§ **WORK REQUIRED**:
State the number of lines in the records underneath where the word "async" turns up, and say nothing else.

Stored data:
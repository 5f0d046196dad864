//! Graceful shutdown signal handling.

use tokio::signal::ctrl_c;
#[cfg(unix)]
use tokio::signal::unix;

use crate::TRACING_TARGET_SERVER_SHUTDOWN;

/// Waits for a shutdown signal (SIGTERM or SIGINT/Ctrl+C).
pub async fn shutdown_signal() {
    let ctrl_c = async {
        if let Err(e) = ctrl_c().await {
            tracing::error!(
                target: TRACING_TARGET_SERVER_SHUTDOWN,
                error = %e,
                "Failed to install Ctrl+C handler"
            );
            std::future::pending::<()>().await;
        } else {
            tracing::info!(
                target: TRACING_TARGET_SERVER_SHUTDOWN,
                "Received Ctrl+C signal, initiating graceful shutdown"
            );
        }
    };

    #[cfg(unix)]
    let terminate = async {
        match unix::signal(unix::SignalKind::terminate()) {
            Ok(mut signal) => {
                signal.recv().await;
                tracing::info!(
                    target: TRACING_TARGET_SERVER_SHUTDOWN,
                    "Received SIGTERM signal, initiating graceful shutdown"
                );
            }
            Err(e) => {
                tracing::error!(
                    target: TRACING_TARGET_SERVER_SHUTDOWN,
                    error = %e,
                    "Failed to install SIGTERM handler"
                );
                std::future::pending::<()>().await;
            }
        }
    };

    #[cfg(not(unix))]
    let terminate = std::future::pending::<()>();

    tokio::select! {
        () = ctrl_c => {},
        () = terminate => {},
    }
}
==
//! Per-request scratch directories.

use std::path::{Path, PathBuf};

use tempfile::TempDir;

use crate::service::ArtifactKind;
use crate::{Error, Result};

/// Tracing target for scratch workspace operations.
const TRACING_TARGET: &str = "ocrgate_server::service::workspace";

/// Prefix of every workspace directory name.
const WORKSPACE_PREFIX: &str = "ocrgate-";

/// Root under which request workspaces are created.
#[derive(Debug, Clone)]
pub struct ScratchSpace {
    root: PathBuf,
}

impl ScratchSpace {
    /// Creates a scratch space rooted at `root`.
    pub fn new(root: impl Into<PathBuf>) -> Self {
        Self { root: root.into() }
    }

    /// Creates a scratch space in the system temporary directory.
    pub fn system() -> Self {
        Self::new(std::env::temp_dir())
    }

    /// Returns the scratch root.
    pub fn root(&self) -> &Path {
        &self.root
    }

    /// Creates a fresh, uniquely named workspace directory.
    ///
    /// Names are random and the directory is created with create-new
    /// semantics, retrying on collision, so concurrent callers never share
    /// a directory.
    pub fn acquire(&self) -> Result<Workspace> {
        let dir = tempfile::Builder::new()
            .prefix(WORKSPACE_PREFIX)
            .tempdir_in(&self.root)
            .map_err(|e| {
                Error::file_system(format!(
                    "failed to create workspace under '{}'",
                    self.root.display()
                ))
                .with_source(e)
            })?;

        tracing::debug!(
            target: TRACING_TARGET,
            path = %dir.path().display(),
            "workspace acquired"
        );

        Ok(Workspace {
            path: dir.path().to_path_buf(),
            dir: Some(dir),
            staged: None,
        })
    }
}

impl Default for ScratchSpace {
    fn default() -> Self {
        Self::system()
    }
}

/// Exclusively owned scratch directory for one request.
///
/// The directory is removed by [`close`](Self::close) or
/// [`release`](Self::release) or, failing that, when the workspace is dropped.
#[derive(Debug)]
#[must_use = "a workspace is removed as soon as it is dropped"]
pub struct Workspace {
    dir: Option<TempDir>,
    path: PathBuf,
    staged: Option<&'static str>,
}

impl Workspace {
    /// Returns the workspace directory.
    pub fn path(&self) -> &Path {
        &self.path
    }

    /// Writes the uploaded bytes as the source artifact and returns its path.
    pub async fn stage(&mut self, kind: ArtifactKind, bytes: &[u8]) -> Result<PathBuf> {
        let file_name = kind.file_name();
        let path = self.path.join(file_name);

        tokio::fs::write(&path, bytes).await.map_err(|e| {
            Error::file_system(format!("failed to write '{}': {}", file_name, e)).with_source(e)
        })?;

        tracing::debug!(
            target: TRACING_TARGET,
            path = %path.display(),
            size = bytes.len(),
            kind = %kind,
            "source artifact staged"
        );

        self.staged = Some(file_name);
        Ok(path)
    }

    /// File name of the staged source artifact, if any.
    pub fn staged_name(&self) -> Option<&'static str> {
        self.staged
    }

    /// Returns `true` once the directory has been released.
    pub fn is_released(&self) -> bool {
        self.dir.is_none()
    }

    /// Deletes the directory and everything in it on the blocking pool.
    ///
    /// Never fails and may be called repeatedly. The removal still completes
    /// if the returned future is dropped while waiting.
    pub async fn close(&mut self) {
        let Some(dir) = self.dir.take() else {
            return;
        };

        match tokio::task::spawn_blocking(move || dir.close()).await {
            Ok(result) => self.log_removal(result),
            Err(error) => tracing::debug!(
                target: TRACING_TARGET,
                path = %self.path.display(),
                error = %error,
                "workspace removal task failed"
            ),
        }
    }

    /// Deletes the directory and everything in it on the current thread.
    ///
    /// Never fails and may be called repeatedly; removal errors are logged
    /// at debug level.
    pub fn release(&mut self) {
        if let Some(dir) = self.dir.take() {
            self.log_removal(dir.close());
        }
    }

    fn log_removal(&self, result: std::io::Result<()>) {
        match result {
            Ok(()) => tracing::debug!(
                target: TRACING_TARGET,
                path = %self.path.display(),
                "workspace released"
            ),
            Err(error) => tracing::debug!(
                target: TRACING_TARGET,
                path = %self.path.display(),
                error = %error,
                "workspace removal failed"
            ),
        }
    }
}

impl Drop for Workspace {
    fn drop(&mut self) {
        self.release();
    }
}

§ **ANSWER SPACE**:
5